Dusty Answer Read online




  EARLY BIRD BOOKS

  FRESH EBOOK DEALS, DELIVERED DAILY

  BE THE FIRST TO KNOW ABOUT

  FREE AND DISCOUNTED EBOOKS

  NEW DEALS HATCH EVERY DAY

  Dusty Answer

  A Novel

  Rosamond Lehmann

  To George Rylands

  Ah, what a dusty answer gets the soul

  When hot for certainties in this our life!

  —GEORGE MEREDITH

  Part One

  1

  When Judith was eighteen, she saw that the house next door, empty for years, was getting ready again. Gardeners mowed and mowed, and rolled and rolled the tennis-court; and planted tulips and forget-me-nots in the stone urns that bordered the lawn at the river’s edge. The ivy’s long fingers were torn away from the windows, and the solid grey stone front made prim and trim. When the blinds went up and the familiar oval mirror-backs once more stared from the bedroom windows it seemed as if the long time of emptiness had never been, and that the next-door children must still be there with their grandmother, – mysterious and thrilling children who came and went, and were all cousins except two who were brothers, and all boys except one, who was a girl; and who dropped over the peach-tree wall into Judith’s garden with invitations to tea and hide-and-seek.

  But in truth all was different now. The grandmother had died soon after she heard Charlie was killed. He had been her favourite, her darling one. He had, astoundingly, married the girl Mariella when they were both nineteen, and he just going to the front. He had been killed directly, and some months afterwards Mariella had had a baby.

  Mariella was twenty-two years old now, Charlie’s widow with a child Charlie had begotten. It seemed fantastic when you looked back and remembered them both. The grandmother had left the house to Mariella, and she was coming back to live there and have a gay time now that the war was well over and Charlie (so you supposed) forgotten.

  Would Mariella remember Judith next door, and how they used to share a governess and do the same lessons in spite of Mariella’s four years’ seniority? Miss Pim wrote: ‘Judith is an exceptionally clever child, especially about essays and botany.
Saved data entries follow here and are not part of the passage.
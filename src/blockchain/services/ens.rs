// src/blockchain/services/ens.rs

use ethers::abi::{decode, ParamType, Token};
use ethers::providers::ens::{namehash, ENS_ADDRESS};
use ethers::types::Address;
use futures::future::join_all;
use serde_json::{json, Map, Value};
use tracing::debug;

use crate::blockchain::registry::NetworkConfig;
use crate::blockchain::rpc::EvmRpc;
use crate::blockchain::services::token::{encode_call, eth_call};
use crate::error::{ErrorKind, ToolError};
use crate::mcp::tools::ToolArgs;
use crate::utils::checksum;

const COMMON_TEXT_RECORDS: &[&str] = &["avatar", "url", "description", "com.twitter", "com.github"];

const ALL_TEXT_RECORDS: &[&str] = &[
    "avatar",
    "email",
    "url",
    "description",
    "notice",
    "keywords",
    "com.twitter",
    "com.github",
    "com.discord",
    "com.reddit",
    "org.telegram",
];

/// Text records that fail to resolve are reported as `null`; transport
/// failures still abort the whole call.
async fn text_records(rpc: &dyn EvmRpc, name: &str, keys: &[&str]) -> Result<Map<String, Value>, ToolError> {
    let lookups = keys.iter().map(|key| async move { (*key, rpc.resolve_field(name, key).await) });
    let mut records = Map::new();
    for (key, result) in join_all(lookups).await {
        let value = match result {
            Ok(text) if !text.is_empty() => Value::String(text),
            Ok(_) => Value::Null,
            Err(e) if e.kind.is_transport() || e.kind == ErrorKind::RateLimitExceeded => return Err(e),
            Err(e) => {
                debug!(ens_name = name, key, error = %e, "text record unavailable");
                Value::Null
            }
        };
        records.insert(key.to_string(), value);
    }
    Ok(records)
}

/// Raw `contenthash` bytes via registry -> resolver.
async fn content_hash(rpc: &dyn EvmRpc, name: &str) -> Result<Option<String>, ToolError> {
    let node = namehash(name);
    let raw = eth_call(
        rpc,
        ENS_ADDRESS,
        encode_call("resolver(bytes32)", &[Token::FixedBytes(node.as_bytes().to_vec())]),
    )
    .await?;
    let resolver = match decode(&[ParamType::Address], &raw).ok().and_then(|t| t.into_iter().next()) {
        Some(Token::Address(addr)) if addr != Address::zero() => addr,
        _ => return Ok(None),
    };
    let raw = match eth_call(
        rpc,
        resolver,
        encode_call("contenthash(bytes32)", &[Token::FixedBytes(node.as_bytes().to_vec())]),
    )
    .await
    {
        Ok(raw) => raw,
        // resolvers without the contenthash interface revert
        Err(e) if e.kind == ErrorKind::UpstreamError => return Ok(None),
        Err(e) => return Err(e),
    };
    Ok(match decode(&[ParamType::Bytes], &raw).ok().and_then(|t| t.into_iter().next()) {
        Some(Token::Bytes(bytes)) if !bytes.is_empty() => Some(format!("0x{}", hex::encode(bytes))),
        _ => None,
    })
}

/// `resolve_ens_name`
pub async fn resolve_ens_name(
    rpc: &dyn EvmRpc,
    network: &NetworkConfig,
    args: &ToolArgs,
) -> Result<Value, ToolError> {
    let name = args.str("ens_name")?;
    let address = rpc.resolve_name(name).await?;
    let records = text_records(rpc, name, COMMON_TEXT_RECORDS).await?;
    Ok(json!({
        "ens_name": name,
        "address": checksum(&address),
        "records": records,
        "network": network.name,
    }))
}

/// `reverse_resolve_ens`: primary name plus whether it resolves back.
pub async fn reverse_resolve_ens(
    rpc: &dyn EvmRpc,
    network: &NetworkConfig,
    args: &ToolArgs,
) -> Result<Value, ToolError> {
    let address = args.address("address")?;
    let name = rpc.lookup_address(address).await.map_err(|e| {
        if e.kind == ErrorKind::NotFound {
            ToolError::not_found(format!("No primary ENS name set for {}", checksum(&address)))
        } else {
            e
        }
    })?;
    let verified = match rpc.resolve_name(&name).await {
        Ok(forward) => forward == address,
        Err(e) if e.kind == ErrorKind::NotFound || e.kind == ErrorKind::UpstreamError => false,
        Err(e) => return Err(e),
    };
    Ok(json!({
        "address": checksum(&address),
        "ens_name": name,
        "forward_verified": verified,
        "network": network.name,
    }))
}

/// `get_ens_records`
pub async fn get_ens_records(
    rpc: &dyn EvmRpc,
    network: &NetworkConfig,
    args: &ToolArgs,
) -> Result<Value, ToolError> {
    let name = args.str("ens_name")?;
    let address = match rpc.resolve_name(name).await {
        Ok(addr) => Some(checksum(&addr)),
        Err(e) if e.kind == ErrorKind::NotFound => None,
        Err(e) => return Err(e),
    };
    let records = text_records(rpc, name, ALL_TEXT_RECORDS).await?;
    let contenthash = content_hash(rpc, name).await?;
    if address.is_none() && contenthash.is_none() && records.values().all(Value::is_null) {
        return Err(ToolError::not_found(format!("ENS name '{}' has no records", name)));
    }
    Ok(json!({
        "ens_name": name,
        "namehash": format!("{:#x}", namehash(name)),
        "address": address,
        "text_records": records,
        "contenthash": contenthash,
        "network": network.name,
    }))
}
She laps up knowledge as a kitten laps milk.’ The letter had been left on Mamma’s desk: unforgettable, shameful, triumphant day.

  Mariella on the other hand – how she used to sit with her clear light eyes blank, and her polite cool little treble saying: ‘Yes, Miss Pim,’ ‘No, Miss Pim’ – and never be interested and never understand! She wrote like a child of six. She would not progress. And yet, as Miss Pim said, Mariella was by no means what you’d call a stupid girl … By no means a stupid girl: thrilling to Judith. Apart from the thrill which her own queerness gave, she had upon her the reflected glory of the four boy-cousins who came for the holidays, – Julian, Charlie, Martin and Roddy.
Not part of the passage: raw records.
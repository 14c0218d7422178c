// src/blockchain/mod.rs

pub mod pool;
pub mod rate_limit;
pub mod registry;
pub mod rpc;
pub mod services;
pub mod units;

pub use pool::ConnectionPool;
pub use rate_limit::RateLimiter;
pub use registry::{NetworkConfig, NetworkRegistry};
pub use rpc::{EvmRpc, GuardedRpc};

// Re-export commonly used types
pub use ethers::{
    types::{Address, H256, U256, U64},
    utils::to_checksum,
};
  Now they were all grown up. Would they come back when Mariella came? And would they remember Judith at all, and be glad to see her again? She knew that, anyway, they would not remember so meticulously, so achingly as herself: people never did remember her so hard as she remembered them – their faces especially. In earliest childhood it was plain that nobody else realized the wonder, the portentous mystery of faces. Some patterns were so pure, so clear and lovely you could go on looking at them for ever. Charlie’s and Mariella’s were like that. It was odd that the same bits of face shaped and arranged a little differently gave such, deplorable results. Julian was the ugly one. And sometimes the ugliest faces did things that were suddenly lovely. Julian’s did. You dared not take eyes off a stranger’s face for fear of missing a change in it.
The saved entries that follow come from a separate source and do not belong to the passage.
// src/blockchain/services/block.rs

use std::collections::HashMap;

use chrono::{TimeZone, Utc};
use ethers::types::{Address, Block, BlockId, BlockNumber, Transaction, U256};
use futures::stream::{self, StreamExt, TryStreamExt};
use serde_json::{json, Value};

use crate::blockchain::registry::NetworkConfig;
use crate::blockchain::rpc::EvmRpc;
use crate::blockchain::services::contract::resolve_block;
use crate::blockchain::units::{amount_json, gas_price_json};
use crate::error::ToolError;
use crate::mcp::tools::ToolArgs;
use crate::utils::checksum;

pub const DEFAULT_LATEST_BLOCKS: u64 = 5;
/// Widest range `analyze_block_range` accepts (inclusive count).
pub const MAX_ANALYZE_RANGE: u64 = 100;
const TOP_MINERS: usize = 10;
/// Concurrent block fetches per request.
const FETCH_CONCURRENCY: usize = 5;

fn iso_timestamp(ts: U256) -> Option<String> {
    let secs = i64::try_from(ts.low_u64()).ok()?;
    Utc.timestamp_opt(secs, 0).single().map(|t| t.to_rfc3339())
}

fn utilization(used: U256, limit: U256) -> f64 {
    if limit.is_zero() {
        return 0.0;
    }
    // both fit comfortably in f64 for any real block
    (used.low_u128() as f64 / limit.low_u128() as f64 * 10_000.0).round() / 100.0
}

fn header_json<T>(block: &Block<T>) -> Value {
    json!({
        "number": block.number.map(|n| n.as_u64()),
        "hash": block.hash.map(|h| format!("{:#x}", h)),
        "parent_hash": format!("{:#x}", block.parent_hash),
        "timestamp": block.timestamp.low_u64(),
        "timestamp_iso": iso_timestamp(block.timestamp),
        "miner": block.author.as_ref().map(checksum),
        "gas_used": block.gas_used.to_string(),
        "gas_limit": block.gas_limit.to_string(),
        "gas_utilization_percent": utilization(block.gas_used, block.gas_limit),
        "base_fee_per_gas": block.base_fee_per_gas.map(gas_price_json),
        "transaction_count": block.transactions.len(),
        "size": block.size.map(|s| s.low_u64()),
    })
}

fn tx_summary(tx: &Transaction, symbol: &str) -> Value {
    json!({
        "hash": format!("{:#x}", tx.hash),
        "from": checksum(&tx.from),
        "to": tx.to.as_ref().map(checksum),
        "value": amount_json(tx.value, symbol),
        "gas": tx.gas.to_string(),
        "gas_price": tx.gas_price.map(gas_price_json),
    })
}

fn block_not_found(id: &BlockId) -> ToolError {
    let label = match id {
        BlockId::Hash(h) => format!("{:#x}", h),
        BlockId::Number(BlockNumber::Number(n)) => n.to_string(),
        BlockId::Number(tag) => tag.to_string(),
    };
    ToolError::not_found(format!("Block {} not found", label))
}

/// `get_block`
pub async fn get_block(
    rpc: &dyn EvmRpc,
    network: &NetworkConfig,
    args: &ToolArgs,
) -> Result<Value, ToolError> {
    let id = args.block_id("block_identifier")?;
    let full = args.bool_or("full_transactions", false);

    let mut out = if full {
        let block = rpc
            .get_block_with_txs(id)
            .await?
            .ok_or_else(|| block_not_found(&id))?;
        let mut out = header_json(&block);
        out["transactions"] = block
            .transactions
            .iter()
            .map(|tx| tx_summary(tx, &network.native_token_symbol))
            .collect();
        out
    } else {
        let block = rpc.get_block(id).await?.ok_or_else(|| block_not_found(&id))?;
        let mut out = header_json(&block);
        out["transactions"] = block
            .transactions
            .iter()
            .map(|h| Value::String(format!("{:#x}", h)))
            .collect();
        out
    };
    out["network"] = json!(network.name);
    Ok(out)
}

/// `get_latest_blocks`: newest first.
pub async fn get_latest_blocks(
    rpc: &dyn EvmRpc,
    network: &NetworkConfig,
    args: &ToolArgs,
) -> Result<Value, ToolError> {
    let count = args.opt_u64("count").unwrap_or(DEFAULT_LATEST_BLOCKS);
    let latest = rpc.block_number().await?.as_u64();
    let first = latest.saturating_sub(count.saturating_sub(1));

    let blocks: Vec<Option<Block<_>>> = stream::iter((first..=latest).rev())
        .map(|n| rpc.get_block(BlockId::Number(BlockNumber::Number(n.into()))))
        .buffered(FETCH_CONCURRENCY)
        .try_collect()
        .await?;
    let blocks: Vec<Value> = blocks.iter().flatten().map(header_json).collect();

    Ok(json!({
        "network": network.name,
        "latest_block": latest,
        "count": blocks.len(),
        "blocks": blocks,
    }))
}

/// Floor of `(a + b) / 2` without the intermediate sum.
fn midpoint(a: U256, b: U256) -> U256 {
    let two = U256::from(2u64);
    a / two + b / two + (a % two + b % two) / two
}

/// Sorted gas prices of every transaction in the range.
fn gas_price_stats(mut prices: Vec<U256>) -> Value {
    if prices.is_empty() {
        return Value::Null;
    }
    prices.sort();
    let n = prices.len();
    let median = if n % 2 == 1 {
        prices[n / 2]
    } else {
        midpoint(prices[n / 2 - 1], prices[n / 2])
    };
    let sum = prices.iter().fold(U256::zero(), |acc, p| acc.saturating_add(*p));
    json!({
        "min": gas_price_json(prices[0]),
        "max": gas_price_json(prices[n - 1]),
        "median": gas_price_json(median),
        "average": gas_price_json(sum / U256::from(n)),
        "samples": n,
    })
}

fn block_time_stats(timestamps: &[u64]) -> Value {
    let gaps: Vec<u64> = timestamps
        .windows(2)
        .map(|w| w[1].saturating_sub(w[0]))
        .collect();
    if gaps.is_empty() {
        return Value::Null;
    }
    let total: u64 = gaps.iter().sum();
    json!({
        "average_seconds": (total as f64 / gaps.len() as f64 * 100.0).round() / 100.0,
        "min_seconds": gaps.iter().min(),
        "max_seconds": gaps.iter().max(),
    })
}

/// `analyze_block_range`
pub async fn analyze_block_range(
    rpc: &dyn EvmRpc,
    network: &NetworkConfig,
    args: &ToolArgs,
) -> Result<Value, ToolError> {
    let mut latest = None;
    let start = resolve_block(rpc, args.opt_block_id("start_block")?, &mut latest)
        .await?
        .ok_or_else(|| ToolError::validation("Missing or invalid required argument: 'start_block'"))?;
    let end = resolve_block(rpc, args.opt_block_id("end_block")?, &mut latest)
        .await?
        .ok_or_else(|| ToolError::validation("Missing or invalid required argument: 'end_block'"))?;
    if start > end {
        return Err(ToolError::validation(format!(
            "start_block {} is after end_block {}",
            start, end
        )));
    }
    let span = end - start + 1;
    if span > MAX_ANALYZE_RANGE {
        return Err(ToolError::validation(format!(
            "block range too large: {} blocks (max {})",
            span, MAX_ANALYZE_RANGE
        )));
    }

    let fetched: Vec<Option<Block<Transaction>>> = stream::iter(start..=end)
        .map(|n| rpc.get_block_with_txs(BlockId::Number(BlockNumber::Number(n.into()))))
        .buffered(FETCH_CONCURRENCY)
        .try_collect()
        .await?;
    let blocks: Vec<Block<Transaction>> = fetched.into_iter().flatten().collect();
    if blocks.is_empty() {
        return Err(ToolError::not_found(format!(
            "No blocks found between {} and {}",
            start, end
        )));
    }

    let tx_counts: Vec<usize> = blocks.iter().map(|b| b.transactions.len()).collect();
    let total_txs: usize = tx_counts.iter().sum();
    let total_gas = blocks
        .iter()
        .fold(U256::zero(), |acc, b| acc.saturating_add(b.gas_used));
    let utilizations: Vec<f64> = blocks
        .iter()
        .map(|b| utilization(b.gas_used, b.gas_limit))
        .collect();
    let prices: Vec<U256> = blocks
        .iter()
        .flat_map(|b| b.transactions.iter())
        .filter_map(|tx| tx.gas_price.or(tx.max_fee_per_gas))
        .collect();
    let timestamps: Vec<u64> = blocks.iter().map(|b| b.timestamp.low_u64()).collect();

    let mut miners: HashMap<Address, u64> = HashMap::new();
    for miner in blocks.iter().filter_map(|b| b.author) {
        *miners.entry(miner).or_default() += 1;
    }
    let mut ranked: Vec<(Address, u64)> = miners.into_iter().collect();
    ranked.sort_by(|a, b| b.1.cmp(&a.1).then(a.0.cmp(&b.0)));
    let analyzed = blocks.len();
    let top_miners: Vec<Value> = ranked
        .into_iter()
        .take(TOP_MINERS)
        .map(|(address, count)| {
            json!({
                "address": checksum(&address),
                "blocks": count,
                "share_percent": (count as f64 / analyzed as f64 * 10_000.0).round() / 100.0,
            })
        })
        .collect();

    Ok(json!({
        "network": network.name,
        "start_block": start,
        "end_block": end,
        "blocks_analyzed": analyzed,
        "transactions": {
            "total": total_txs,
            "average_per_block": (total_txs as f64 / analyzed as f64 * 100.0).round() / 100.0,
            "min_per_block": tx_counts.iter().min(),
            "max_per_block": tx_counts.iter().max(),
        },
        "gas": {
            "total_used": total_gas.to_string(),
            "average_used": (total_gas / U256::from(analyzed)).to_string(),
            "average_utilization_percent":
                (utilizations.iter().sum::<f64>() / analyzed as f64 * 100.0).round() / 100.0,
        },
        "gas_price": gas_price_stats(prices),
        "block_time": block_time_stats(&timestamps),
        "top_miners": top_miners,
    }))
}

#[cfg(test)]
mod tests {
    use super::*;

    #[test]
    fn median_of_even_sample_averages_middle_pair() {
        let stats = gas_price_stats(vec![
            U256::from(4_000_000_000u64),
            U256::from(1_000_000_000u64),
            U256::from(3_000_000_000u64),
            U256::from(2_000_000_000u64),
        ]);
        assert_eq!(stats["median"]["wei"], "2500000000");
        assert_eq!(stats["min"]["wei"], "1000000000");
        assert_eq!(stats["max"]["wei"], "4000000000");
        assert_eq!(stats["samples"], 4);
    }

    #[test]
    fn median_of_huge_prices_does_not_overflow() {
        let stats = gas_price_stats(vec![U256::MAX, U256::MAX - 2]);
        assert_eq!(stats["median"]["wei"], json!((U256::MAX - 1).to_string()));
        assert_eq!(midpoint(U256::from(3u64), U256::from(4u64)), U256::from(3u64));
    }

    #[test]
    fn empty_range_statistics_are_null() {
        assert!(gas_price_stats(Vec::new()).is_null());
        assert!(block_time_stats(&[100]).is_null());
    }

    #[test]
    fn block_times_from_timestamps() {
        let stats = block_time_stats(&[100, 112, 124, 139]);
        assert_eq!(stats["min_seconds"], 12);
        assert_eq!(stats["max_seconds"], 15);
        assert_eq!(stats["average_seconds"], 13.0);
    }

    #[test]
    fn utilization_is_a_rounded_percentage() {
        assert_eq!(utilization(U256::from(15_000_000u64), U256::from(30_000_000u64)), 50.0);
        assert_eq!(utilization(U256::from(1u64), U256::zero()), 0.0);
    }

    #[test]
    fn iso_timestamps_are_utc() {
        assert_eq!(
            iso_timestamp(U256::from(1_700_000_000u64)).as_deref(),
            Some("2023-11-14T22:13:20+00:00")
        );
    }
}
  ‘My dear! How your funny little girl stares. She makes me quite uncomfortable.’

  ‘Don’t worry, my dear. She doesn’t even see you. Always in the clouds.’

  The stupids went on stupidly chattering. They little knew about faces. They little knew what a fearful thing could happen to a familiar face – Miss Pim’s for instance – surprised off its guard and broken up utterly into grossness, withered into hatred or cunning; or what a mystery it was to see a face day after day and find it always strange and surprising. Roddy’s was that sort, though at first it had seemed quite dull and flat. It had some secret in it.

  At night in bed she invented faces, putting the pieces together till suddenly there they were! – quite clear. They had names and vague sorts of bodies and lived independent lives inside her head. Often they turned out to have a likeness to Roddy. The truth was, Judith thought now, Roddy’s was a dream rather than a real face. She felt she had never seen it as it actually was, but always with that over-stressed significance, that haunting quality of curiousness which a face in a dream bears.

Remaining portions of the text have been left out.